_EXERCISE DIRECTIONS:_
The records that follow must be printed exactly as they are.

_MATERIALS PROVIDED:_
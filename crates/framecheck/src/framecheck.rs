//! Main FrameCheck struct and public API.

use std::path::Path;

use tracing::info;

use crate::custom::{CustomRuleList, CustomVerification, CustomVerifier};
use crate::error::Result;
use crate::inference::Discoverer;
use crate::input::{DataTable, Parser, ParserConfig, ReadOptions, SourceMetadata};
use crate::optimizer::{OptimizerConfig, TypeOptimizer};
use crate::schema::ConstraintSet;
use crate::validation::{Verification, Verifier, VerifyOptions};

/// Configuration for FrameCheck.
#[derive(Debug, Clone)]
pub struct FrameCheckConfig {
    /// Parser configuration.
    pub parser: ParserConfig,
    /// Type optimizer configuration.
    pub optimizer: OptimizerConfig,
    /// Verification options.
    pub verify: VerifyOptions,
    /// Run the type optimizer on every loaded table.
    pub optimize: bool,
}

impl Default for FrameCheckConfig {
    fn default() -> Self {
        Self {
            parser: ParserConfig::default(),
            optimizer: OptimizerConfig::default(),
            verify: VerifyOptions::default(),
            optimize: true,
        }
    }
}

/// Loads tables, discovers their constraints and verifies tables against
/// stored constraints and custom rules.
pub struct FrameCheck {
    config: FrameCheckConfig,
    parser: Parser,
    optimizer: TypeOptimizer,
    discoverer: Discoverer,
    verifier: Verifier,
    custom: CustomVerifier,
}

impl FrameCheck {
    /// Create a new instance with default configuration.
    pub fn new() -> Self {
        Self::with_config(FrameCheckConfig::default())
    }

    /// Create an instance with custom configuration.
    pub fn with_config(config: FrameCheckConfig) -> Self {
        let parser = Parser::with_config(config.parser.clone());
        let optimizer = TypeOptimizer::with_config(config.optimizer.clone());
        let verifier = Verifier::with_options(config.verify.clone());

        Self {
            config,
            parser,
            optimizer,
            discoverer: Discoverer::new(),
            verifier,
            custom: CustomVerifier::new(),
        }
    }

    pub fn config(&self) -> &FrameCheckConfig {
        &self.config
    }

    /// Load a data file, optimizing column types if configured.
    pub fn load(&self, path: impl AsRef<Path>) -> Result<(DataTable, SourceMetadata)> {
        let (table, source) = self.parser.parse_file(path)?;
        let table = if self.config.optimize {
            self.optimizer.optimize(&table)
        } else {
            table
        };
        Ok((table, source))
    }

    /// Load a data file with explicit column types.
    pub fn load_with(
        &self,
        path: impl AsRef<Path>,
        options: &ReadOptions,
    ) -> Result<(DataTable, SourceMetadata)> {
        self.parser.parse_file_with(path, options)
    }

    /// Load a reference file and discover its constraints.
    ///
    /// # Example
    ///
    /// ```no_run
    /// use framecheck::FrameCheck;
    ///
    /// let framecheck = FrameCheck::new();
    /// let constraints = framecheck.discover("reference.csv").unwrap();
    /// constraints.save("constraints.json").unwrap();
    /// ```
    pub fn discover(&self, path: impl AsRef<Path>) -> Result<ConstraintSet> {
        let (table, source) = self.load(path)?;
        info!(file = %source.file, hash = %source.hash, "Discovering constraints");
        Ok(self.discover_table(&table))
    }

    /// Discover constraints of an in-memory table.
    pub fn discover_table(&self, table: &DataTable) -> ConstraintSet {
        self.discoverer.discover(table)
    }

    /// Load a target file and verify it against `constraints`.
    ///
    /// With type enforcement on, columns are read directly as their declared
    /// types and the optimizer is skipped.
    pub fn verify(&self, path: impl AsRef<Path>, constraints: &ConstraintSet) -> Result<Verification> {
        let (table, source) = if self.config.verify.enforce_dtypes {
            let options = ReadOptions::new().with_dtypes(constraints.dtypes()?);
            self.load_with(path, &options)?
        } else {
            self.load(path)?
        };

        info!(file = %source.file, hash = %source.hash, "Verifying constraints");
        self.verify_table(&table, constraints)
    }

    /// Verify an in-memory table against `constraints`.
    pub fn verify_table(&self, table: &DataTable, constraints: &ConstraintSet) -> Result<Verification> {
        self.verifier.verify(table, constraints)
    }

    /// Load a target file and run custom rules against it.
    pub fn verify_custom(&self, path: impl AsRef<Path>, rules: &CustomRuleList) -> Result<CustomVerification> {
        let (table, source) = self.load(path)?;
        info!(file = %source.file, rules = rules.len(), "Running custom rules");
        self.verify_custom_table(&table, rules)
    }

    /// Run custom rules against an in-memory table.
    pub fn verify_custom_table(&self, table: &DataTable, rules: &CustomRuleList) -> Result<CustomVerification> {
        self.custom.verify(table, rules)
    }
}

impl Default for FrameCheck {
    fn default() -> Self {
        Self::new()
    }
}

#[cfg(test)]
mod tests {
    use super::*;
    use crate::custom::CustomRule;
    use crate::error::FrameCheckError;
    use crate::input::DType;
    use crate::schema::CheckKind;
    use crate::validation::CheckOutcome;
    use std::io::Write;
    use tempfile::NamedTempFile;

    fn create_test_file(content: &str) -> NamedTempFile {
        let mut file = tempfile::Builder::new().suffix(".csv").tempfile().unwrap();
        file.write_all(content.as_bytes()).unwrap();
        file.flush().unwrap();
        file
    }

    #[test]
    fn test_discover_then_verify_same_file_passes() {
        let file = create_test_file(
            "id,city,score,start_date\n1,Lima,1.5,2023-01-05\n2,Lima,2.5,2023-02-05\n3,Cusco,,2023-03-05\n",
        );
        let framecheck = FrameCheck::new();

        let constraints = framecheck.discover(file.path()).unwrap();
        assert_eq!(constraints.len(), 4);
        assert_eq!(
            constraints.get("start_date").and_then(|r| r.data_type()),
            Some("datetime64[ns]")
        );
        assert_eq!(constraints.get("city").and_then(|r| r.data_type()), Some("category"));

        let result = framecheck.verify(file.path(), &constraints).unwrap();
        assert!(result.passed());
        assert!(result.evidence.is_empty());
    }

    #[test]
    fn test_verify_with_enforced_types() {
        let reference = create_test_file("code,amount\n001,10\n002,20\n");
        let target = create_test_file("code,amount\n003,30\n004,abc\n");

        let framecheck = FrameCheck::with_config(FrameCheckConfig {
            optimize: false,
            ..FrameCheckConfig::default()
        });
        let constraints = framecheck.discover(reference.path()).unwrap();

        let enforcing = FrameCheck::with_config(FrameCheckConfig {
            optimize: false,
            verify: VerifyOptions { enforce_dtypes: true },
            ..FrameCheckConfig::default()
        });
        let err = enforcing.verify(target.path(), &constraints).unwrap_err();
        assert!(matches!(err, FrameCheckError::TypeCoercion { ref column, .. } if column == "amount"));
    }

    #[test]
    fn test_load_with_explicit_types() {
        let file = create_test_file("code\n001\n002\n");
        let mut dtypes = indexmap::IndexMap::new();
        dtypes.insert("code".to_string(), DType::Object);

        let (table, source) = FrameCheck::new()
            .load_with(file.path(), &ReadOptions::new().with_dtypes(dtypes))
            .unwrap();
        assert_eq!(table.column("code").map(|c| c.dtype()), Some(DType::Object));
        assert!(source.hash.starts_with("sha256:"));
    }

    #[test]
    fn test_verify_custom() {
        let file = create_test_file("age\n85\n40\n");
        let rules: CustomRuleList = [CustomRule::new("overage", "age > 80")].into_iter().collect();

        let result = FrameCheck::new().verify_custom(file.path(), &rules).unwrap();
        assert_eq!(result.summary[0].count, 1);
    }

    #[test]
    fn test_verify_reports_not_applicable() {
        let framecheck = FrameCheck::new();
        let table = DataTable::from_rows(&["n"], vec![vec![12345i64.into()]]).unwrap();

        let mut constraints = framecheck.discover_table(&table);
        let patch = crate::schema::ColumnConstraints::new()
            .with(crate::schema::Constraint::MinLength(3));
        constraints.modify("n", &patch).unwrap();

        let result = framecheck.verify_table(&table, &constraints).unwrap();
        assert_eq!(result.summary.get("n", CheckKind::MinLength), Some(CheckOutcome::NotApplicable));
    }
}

_FINISHED TASK:_
filename crates/framecheck/src/framecheck.rs
//! Main FrameCheck struct and public API.

use std::path::Path;

use tracing::info;

use crate::custom::{CustomRuleList, CustomVerification, CustomVerifier};
use crate::error::Result;
use crate::inference::Discoverer;
use crate::input::{DataTable, Parser, ParserConfig, ReadOptions, SourceMetadata};
use crate::optimizer::{OptimizerConfig, TypeOptimizer};
use crate::schema::ConstraintSet;
use crate::validation::{Verification, Verifier, VerifyOptions};

/// Configuration for FrameCheck.
#[derive(Debug, Clone)]
pub struct FrameCheckConfig {
    /// Parser configuration.
    pub parser: ParserConfig,
    /// Type optimizer configuration.
    pub optimizer: OptimizerConfig,
    /// Verification options.
    pub verify: VerifyOptions,
    /// Run the type optimizer on every loaded table.
    pub optimize: bool,
}

impl Default for FrameCheckConfig {
    fn default() -> Self {
        Self {
            parser: ParserConfig::default(),
            optimizer: OptimizerConfig::default(),
            verify: VerifyOptions::default(),
            optimize: true,
        }
    }
}

/// Loads tables, discovers their constraints and verifies tables against
/// stored constraints and custom rules.
pub struct FrameCheck {
    config: FrameCheckConfig,
    parser: Parser,
    optimizer: TypeOptimizer,
    discoverer: Discoverer,
    verifier: Verifier,
    custom: CustomVerifier,
}

impl FrameCheck {
    /// Create a new instance with default configuration.
    pub fn new() -> Self {
        Self::with_config(FrameCheckConfig::default())
    }

    /// Create an instance with custom configuration.
    pub fn with_config(config: FrameCheckConfig) -> Self {
        let parser = Parser::with_config(config.parser.clone());
        let optimizer = TypeOptimizer::with_config(config.optimizer.clone());
        let verifier = Verifier::with_options(config.verify.clone());

        Self {
            config,
            parser,
            optimizer,
            discoverer: Discoverer::new(),
            verifier,
            custom: CustomVerifier::new(),
        }
    }

    pub fn config(&self) -> &FrameCheckConfig {
        &self.config
    }

    /// Load a data file, optimizing column types if configured.
    pub fn load(&self, path: impl AsRef<Path>) -> Result<(DataTable, SourceMetadata)> {
        let (table, source) = self.parser.parse_file(path)?;
        let table = if self.config.optimize {
            self.optimizer.optimize(&table)
        } else {
            table
        };
        Ok((table, source))
    }

    /// Load a data file with explicit column types.
    pub fn load_with(
        &self,
        path: impl AsRef<Path>,
        options: &ReadOptions,
    ) -> Result<(DataTable, SourceMetadata)> {
        self.parser.parse_file_with(path, options)
    }

    /// Load a reference file and discover its constraints.
    ///
    /// # Example
    ///
    /// ```no_run
    /// use framecheck::FrameCheck;
    ///
    /// let framecheck = FrameCheck::new();
    /// let constraints = framecheck.discover("reference.csv").unwrap();
    /// constraints.save("constraints.json").unwrap();
    /// ```
    pub fn discover(&self, path: impl AsRef<Path>) -> Result<ConstraintSet> {
        let (table, source) = self.load(path)?;
        info!(file = %source.file, hash = %source.hash, "Discovering constraints");
        Ok(self.discover_table(&table))
    }

    /// Discover constraints of an in-memory table.
    pub fn discover_table(&self, table: &DataTable) -> ConstraintSet {
        self.discoverer.discover(table)
    }

    /// Load a target file and verify it against `constraints`.
    ///
    /// With type enforcement on, columns are read directly as their declared
    /// types and the optimizer is skipped.
    pub fn verify(&self, path: impl AsRef<Path>, constraints: &ConstraintSet) -> Result<Verification> {
        let (table, source) = if self.config.verify.enforce_dtypes {
            let options = ReadOptions::new().with_dtypes(constraints.dtypes()?);
            self.load_with(path, &options)?
        } else {
            self.load(path)?
        };

        info!(file = %source.file, hash = %source.hash, "Verifying constraints");
        self.verify_table(&table, constraints)
    }

    /// Verify an in-memory table against `constraints`.
    pub fn verify_table(&self, table: &DataTable, constraints: &ConstraintSet) -> Result<Verification> {
        self.verifier.verify(table, constraints)
    }

    /// Load a target file and run custom rules against it.
    pub fn verify_custom(&self, path: impl AsRef<Path>, rules: &CustomRuleList) -> Result<CustomVerification> {
        let (table, source) = self.load(path)?;
        info!(file = %source.file, rules = rules.len(), "Running custom rules");
        self.verify_custom_table(&table, rules)
    }

    /// Run custom rules against an in-memory table.
    pub fn verify_custom_table(&self, table: &DataTable, rules: &CustomRuleList) -> Result<CustomVerification> {
        self.custom.verify(table, rules)
    }
}

impl Default for FrameCheck {
    fn default() -> Self {
        Self::new()
    }
}

#[cfg(test)]
mod tests {
    use super::*;
    use crate::custom::CustomRule;
    use crate::error::FrameCheckError;
    use crate::input::DType;
    use crate::schema::CheckKind;
    use crate::validation::CheckOutcome;
    use std::io::Write;
    use tempfile::NamedTempFile;

    fn create_test_file(content: &str) -> NamedTempFile {
        let mut file = tempfile::Builder::new().suffix(".csv").tempfile().unwrap();
        file.write_all(content.as_bytes()).unwrap();
        file.flush().unwrap();
        file
    }

    #[test]
    fn test_discover_then_verify_same_file_passes() {
        let file = create_test_file(
            "id,city,score,start_date\n1,Lima,1.5,2023-01-05\n2,Lima,2.5,2023-02-05\n3,Cusco,,2023-03-05\n",
        );
        let framecheck = FrameCheck::new();

        let constraints = framecheck.discover(file.path()).unwrap();
        assert_eq!(constraints.len(), 4);
        assert_eq!(
            constraints.get("start_date").and_then(|r| r.data_type()),
            Some("datetime64[ns]")
        );
        assert_eq!(constraints.get("city").and_then(|r| r.data_type()), Some("category"));

        let result = framecheck.verify(file.path(), &constraints).unwrap();
        assert!(result.passed());
        assert!(result.evidence.is_empty());
    }

    #[test]
    fn test_verify_with_enforced_types() {
        let reference = create_test_file("code,amount\n001,10\n002,20\n");
        let target = create_test_file("code,amount\n003,30\n004,abc\n");

        let framecheck = FrameCheck::with_config(FrameCheckConfig {
            optimize: false,
            ..FrameCheckConfig::default()
        });
        let constraints = framecheck.discover(reference.path()).unwrap();

        let enforcing = FrameCheck::with_config(FrameCheckConfig {
            optimize: false,
            verify: VerifyOptions { enforce_dtypes: true },
            ..FrameCheckConfig::default()
        });
        let err = enforcing.verify(target.path(), &constraints).unwrap_err();
        assert!(matches!(err, FrameCheckError::TypeCoercion { ref column, .. } if column == "amount"));
    }

    #[test]
    fn test_load_with_explicit_types() {
        let file = create_test_file("code\n001\n002\n");
        let mut dtypes = indexmap::IndexMap::new();
        dtypes.insert("code".to_string(), DType::Object);

        let (table, source) = FrameCheck::new()
            .load_with(file.path(), &ReadOptions::new().with_dtypes(dtypes))
            .unwrap();
        assert_eq!(table.column("code").map(|c| c.dtype()), Some(DType::Object));
        assert!(source.hash.starts_with("sha256:"));
    }

    #[test]
    fn test_verify_custom() {
        let file = create_test_file("age\n85\n40\n");
        let rules: CustomRuleList = [CustomRule::new("overage", "age > 80")].into_iter().collect();

        let result = FrameCheck::new().verify_custom(file.path(), &rules).unwrap();
        assert_eq!(result.summary[0].count, 1);
    }

    #[test]
    fn test_verify_reports_not_applicable() {
        let framecheck = FrameCheck::new();
        let table = DataTable::from_rows(&["n"], vec![vec![12345i64.into()]]).unwrap();

        let mut constraints = framecheck.discover_table(&table);
        let patch = crate::schema::ColumnConstraints::new()
            .with(crate::schema::Constraint::MinLength(3));
        constraints.modify("n", &patch).unwrap();

        let result = framecheck.verify_table(&table, &constraints).unwrap();
        assert_eq!(result.summary.get("n", CheckKind::MinLength), Some(CheckOutcome::NotApplicable));
    }
}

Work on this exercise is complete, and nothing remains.